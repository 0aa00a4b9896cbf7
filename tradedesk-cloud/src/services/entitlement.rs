//! Entitlement lookup for the requesting user's organization

use shared::entitlement::{Entitlement, Feature, OrganizationState, RequestingUser, resolve};
use shared::error::{AppError, ErrorCode};
use sqlx::PgExecutor;

use crate::auth::SessionIdentity;
use crate::db::organizations::{self, Organization};
use crate::error::ServiceResult;

/// Organization row with its resolved entitlement
pub struct OrganizationEntitlement {
    pub organization: Organization,
    pub state: OrganizationState,
    pub entitlement: Entitlement,
}

impl OrganizationEntitlement {
    pub fn evaluate(organization: Organization, identity: &SessionIdentity) -> Self {
        let state = organization.subscription_state();
        let user = RequestingUser {
            is_super_admin: identity.is_super_admin,
        };
        let entitlement = resolve(&state, &user, chrono::Utc::now());
        Self {
            organization,
            state,
            entitlement,
        }
    }

    /// Chat endpoints are gated on the plan, re-checked on every call
    pub fn require_chat(&self) -> Result<(), AppError> {
        self.entitlement.require_feature(Feature::Chat).inspect_err(|_| {
            tracing::debug!(
                organization_id = %self.organization.id,
                plan = %self.entitlement.plan,
                "Chat refused: feature not in plan"
            );
        })
    }
}

/// Resolve the entitlement of the identity's active organization
pub async fn load<'e>(
    executor: impl PgExecutor<'e>,
    identity: &SessionIdentity,
) -> ServiceResult<OrganizationEntitlement> {
    let organization_id = identity.require_organization()?;
    let organization = organizations::find_by_id(executor, organization_id)
        .await?
        .ok_or(ErrorCode::OrganizationNotFound)?;
    Ok(OrganizationEntitlement::evaluate(organization, identity))
}

#[cfg(test)]
mod tests {
    use super::*;

    fn organization(plan: &str, status: &str) -> Organization {
        Organization {
            id: "org-a".into(),
            name: "Acme Plumbing".into(),
            plan: Some(plan.into()),
            subscription_status: Some(status.into()),
            trial_ends_at: None,
            plan_override: None,
            billing_override: None,
            created_at: 0,
        }
    }

    fn owner() -> SessionIdentity {
        SessionIdentity {
            user_id: "u-1".into(),
            organization_id: Some("org-a".into()),
            display_name: "Owner".into(),
            is_super_admin: false,
        }
    }

    #[test]
    fn starter_plan_cannot_chat() {
        let resolved = OrganizationEntitlement::evaluate(organization("starter", "active"), &owner());
        let err = resolved.require_chat().unwrap_err();
        assert_eq!(err.code, ErrorCode::FeatureNotAvailable);
        assert_eq!(err.details.unwrap()["plan"], "starter");
    }

    #[test]
    fn business_plan_can_chat() {
        let resolved = OrganizationEntitlement::evaluate(organization("business", "active"), &owner());
        assert!(resolved.require_chat().is_ok());
    }

    #[test]
    fn active_trial_unlocks_chat_on_starter() {
        let mut org = organization("starter", "active");
        org.subscription_status = None;
        org.trial_ends_at = Some(shared::util::now_millis() + 2 * 86_400_000);
        let resolved = OrganizationEntitlement::evaluate(org, &owner());
        assert!(resolved.require_chat().is_ok());
    }

    #[test]
    fn super_admin_can_chat_anywhere() {
        let mut admin = owner();
        admin.is_super_admin = true;
        let resolved = OrganizationEntitlement::evaluate(organization("starter", "canceled"), &admin);
        assert!(resolved.require_chat().is_ok());
    }
}
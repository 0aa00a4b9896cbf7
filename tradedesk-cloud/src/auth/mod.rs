//! Authentication: session JWTs for the REST API, relay tokens for WebSockets

pub mod relay_token;
pub mod session;

pub use session::{SessionIdentity, session_auth_middleware};
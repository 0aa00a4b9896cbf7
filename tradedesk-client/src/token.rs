//! Relay token acquisition

use std::time::Duration;

use async_trait::async_trait;
use reqwest::{Client, StatusCode};
use serde::Deserialize;
use shared::error::{ApiResponse, ErrorCode};
use shared::realtime::Realm;

use crate::{ClientError, ClientResult};

/// Produces a fresh relay token for each connection attempt
#[async_trait]
pub trait TokenSource: Send + Sync + 'static {
    async fn fetch(&self, realm: Realm) -> ClientResult<String>;
}

#[derive(Debug, Deserialize)]
struct IssuedToken {
    token: String,
    #[allow(dead_code)]
    expires_in: u64,
}

/// Fetches relay tokens from the token endpoints with a session bearer token
#[derive(Debug, Clone)]
pub struct HttpTokenSource {
    client: Client,
    base_url: String,
    session_token: String,
}

impl HttpTokenSource {
    pub fn new(
        base_url: impl Into<String>,
        session_token: impl Into<String>,
        timeout: Duration,
    ) -> ClientResult<Self> {
        let client = Client::builder().timeout(timeout).build()?;
        Ok(Self {
            client,
            base_url: base_url.into().trim_end_matches('/').to_string(),
            session_token: session_token.into(),
        })
    }
}

#[async_trait]
impl TokenSource for HttpTokenSource {
    async fn fetch(&self, realm: Realm) -> ClientResult<String> {
        let url = format!("{}{}", self.base_url, realm.token_path());
        let response = self
            .client
            .post(&url)
            .bearer_auth(&self.session_token)
            .send()
            .await?;

        let status = response.status();
        if !status.is_success() {
            let text = response.text().await?;
            return Err(api_error(status, &text));
        }

        let issued: IssuedToken = response.json().await?;
        if issued.token.is_empty() {
            return Err(ClientError::InvalidResponse("empty relay token".into()));
        }
        Ok(issued.token)
    }
}

/// Map an error body to `ClientError::Api`, falling back on the status
fn api_error(status: StatusCode, body: &str) -> ClientError {
    match serde_json::from_str::<ApiResponse<()>>(body) {
        Ok(resp) => {
            let code = resp
                .code
                .and_then(|c| ErrorCode::try_from(c).ok())
                .unwrap_or(ErrorCode::Unknown);
            ClientError::Api {
                code,
                message: resp.message,
            }
        }
        Err(_) => {
            let code = match status {
                StatusCode::UNAUTHORIZED => ErrorCode::NotAuthenticated,
                StatusCode::FORBIDDEN => ErrorCode::PermissionDenied,
                _ => ErrorCode::NetworkError,
            };
            ClientError::Api {
                code,
                message: format!("HTTP {status}"),
            }
        }
    }
}

#[cfg(test)]
mod tests {
    use super::*;

    #[test]
    fn structured_error_body_is_decoded() {
        let err = api_error(
            StatusCode::FORBIDDEN,
            r#"{"code":2003,"message":"Super-admin access required"}"#,
        );
        match err {
            ClientError::Api { code, .. } => assert_eq!(code, ErrorCode::AdminRequired),
            other => panic!("Expected Api error, got {other:?}"),
        }
    }

    #[test]
    fn opaque_error_body_falls_back_to_status() {
        match api_error(StatusCode::UNAUTHORIZED, "nope") {
            ClientError::Api { code, message } => {
                assert_eq!(code, ErrorCode::NotAuthenticated);
                assert!(message.contains("401"));
            }
            other => panic!("Expected Api error, got {other:?}"),
        }
    }
}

───

**What you will do:** Retype the listing above in full, exactly as it stands.

**Answer space:**
repository 0aa00a4b9896cbf7
filename tradedesk-cloud/src/services/entitlement.rs
//! Entitlement lookup for the requesting user's organization

use shared::entitlement::{Entitlement, Feature, OrganizationState, RequestingUser, resolve};
use shared::error::{AppError, ErrorCode};
use sqlx::PgExecutor;

use crate::auth::SessionIdentity;
use crate::db::organizations::{self, Organization};
use crate::error::ServiceResult;

/// Organization row with its resolved entitlement
pub struct OrganizationEntitlement {
    pub organization: Organization,
    pub state: OrganizationState,
    pub entitlement: Entitlement,
}

impl OrganizationEntitlement {
    pub fn evaluate(organization: Organization, identity: &SessionIdentity) -> Self {
        let state = organization.subscription_state();
        let user = RequestingUser {
            is_super_admin: identity.is_super_admin,
        };
        let entitlement = resolve(&state, &user, chrono::Utc::now());
        Self {
            organization,
            state,
            entitlement,
        }
    }

    /// Chat endpoints are gated on the plan, re-checked on every call
    pub fn require_chat(&self) -> Result<(), AppError> {
        self.entitlement.require_feature(Feature::Chat).inspect_err(|_| {
            tracing::debug!(
                organization_id = %self.organization.id,
                plan = %self.entitlement.plan,
                "Chat refused: feature not in plan"
            );
        })
    }
}

/// Resolve the entitlement of the identity's active organization
pub async fn load<'e>(
    executor: impl PgExecutor<'e>,
    identity: &SessionIdentity,
) -> ServiceResult<OrganizationEntitlement> {
    let organization_id = identity.require_organization()?;
    let organization = organizations::find_by_id(executor, organization_id)
        .await?
        .ok_or(ErrorCode::OrganizationNotFound)?;
    Ok(OrganizationEntitlement::evaluate(organization, identity))
}

#[cfg(test)]
mod tests {
    use super::*;

    fn organization(plan: &str, status: &str) -> Organization {
        Organization {
            id: "org-a".into(),
            name: "Acme Plumbing".into(),
            plan: Some(plan.into()),
            subscription_status: Some(status.into()),
            trial_ends_at: None,
            plan_override: None,
            billing_override: None,
            created_at: 0,
        }
    }

    fn owner() -> SessionIdentity {
        SessionIdentity {
            user_id: "u-1".into(),
            organization_id: Some("org-a".into()),
            display_name: "Owner".into(),
            is_super_admin: false,
        }
    }

    #[test]
    fn starter_plan_cannot_chat() {
        let resolved = OrganizationEntitlement::evaluate(organization("starter", "active"), &owner());
        let err = resolved.require_chat().unwrap_err();
        assert_eq!(err.code, ErrorCode::FeatureNotAvailable);
        assert_eq!(err.details.unwrap()["plan"], "starter");
    }

    #[test]
    fn business_plan_can_chat() {
        let resolved = OrganizationEntitlement::evaluate(organization("business", "active"), &owner());
        assert!(resolved.require_chat().is_ok());
    }

    #[test]
    fn active_trial_unlocks_chat_on_starter() {
        let mut org = organization("starter", "active");
        org.subscription_status = None;
        org.trial_ends_at = Some(shared::util::now_millis() + 2 * 86_400_000);
        let resolved = OrganizationEntitlement::evaluate(org, &owner());
        assert!(resolved.require_chat().is_ok());
    }

    #[test]
    fn super_admin_can_chat_anywhere() {
        let mut admin = owner();
        admin.is_super_admin = true;
        let resolved = OrganizationEntitlement::evaluate(organization("starter", "canceled"), &admin);
        assert!(resolved.require_chat().is_ok());
    }
}
repository 0aa00a4b9896cbf7
filename tradedesk-cloud/src/auth/mod.rs
//! Authentication: session JWTs for the REST API, relay tokens for WebSockets

pub mod relay_token;
pub mod session;

pub use session::{SessionIdentity, session_auth_middleware};
repository 0aa00a4b9896cbf7
filename tradedesk-client/src/token.rs
//! Relay token acquisition

use std::time::Duration;

use async_trait::async_trait;
use reqwest::{Client, StatusCode};
use serde::Deserialize;
use shared::error::{ApiResponse, ErrorCode};
use shared::realtime::Realm;

use crate::{ClientError, ClientResult};

/// Produces a fresh relay token for each connection attempt
#[async_trait]
pub trait TokenSource: Send + Sync + 'static {
    async fn fetch(&self, realm: Realm) -> ClientResult<String>;
}

#[derive(Debug, Deserialize)]
struct IssuedToken {
    token: String,
    #[allow(dead_code)]
    expires_in: u64,
}

/// Fetches relay tokens from the token endpoints with a session bearer token
#[derive(Debug, Clone)]
pub struct HttpTokenSource {
    client: Client,
    base_url: String,
    session_token: String,
}

impl HttpTokenSource {
    pub fn new(
        base_url: impl Into<String>,
        session_token: impl Into<String>,
        timeout: Duration,
    ) -> ClientResult<Self> {
        let client = Client::builder().timeout(timeout).build()?;
        Ok(Self {
            client,
            base_url: base_url.into().trim_end_matches('/').to_string(),
            session_token: session_token.into(),
        })
    }
}

#[async_trait]
impl TokenSource for HttpTokenSource {
    async fn fetch(&self, realm: Realm) -> ClientResult<String> {
        let url = format!("{}{}", self.base_url, realm.token_path());
        let response = self
            .client
            .post(&url)
            .bearer_auth(&self.session_token)
            .send()
            .await?;

        let status = response.status();
        if !status.is_success() {
            let text = response.text().await?;
            return Err(api_error(status, &text));
        }

        let issued: IssuedToken = response.json().await?;
        if issued.token.is_empty() {
            return Err(ClientError::InvalidResponse("empty relay token".into()));
        }
        Ok(issued.token)
    }
}

/// Map an error body to `ClientError::Api`, falling back on the status
fn api_error(status: StatusCode, body: &str) -> ClientError {
    match serde_json::from_str::<ApiResponse<()>>(body) {
        Ok(resp) => {
            let code = resp
                .code
                .and_then(|c| ErrorCode::try_from(c).ok())
                .unwrap_or(ErrorCode::Unknown);
            ClientError::Api {
                code,
                message: resp.message,
            }
        }
        Err(_) => {
            let code = match status {
                StatusCode::UNAUTHORIZED => ErrorCode::NotAuthenticated,
                StatusCode::FORBIDDEN => ErrorCode::PermissionDenied,
                _ => ErrorCode::NetworkError,
            };
            ClientError::Api {
                code,
                message: format!("HTTP {status}"),
            }
        }
    }
}

#[cfg(test)]
mod tests {
    use super::*;

    #[test]
    fn structured_error_body_is_decoded() {
        let err = api_error(
            StatusCode::FORBIDDEN,
            r#"{"code":2003,"message":"Super-admin access required"}"#,
        );
        match err {
            ClientError::Api { code, .. } => assert_eq!(code, ErrorCode::AdminRequired),
            other => panic!("Expected Api error, got {other:?}"),
        }
    }

    #[test]
    fn opaque_error_body_falls_back_to_status() {
        match api_error(StatusCode::UNAUTHORIZED, "nope") {
            ClientError::Api { code, message } => {
                assert_eq!(code, ErrorCode::NotAuthenticated);
                assert!(message.contains("401"));
            }
            other => panic!("Expected Api error, got {other:?}"),
        }
    }
}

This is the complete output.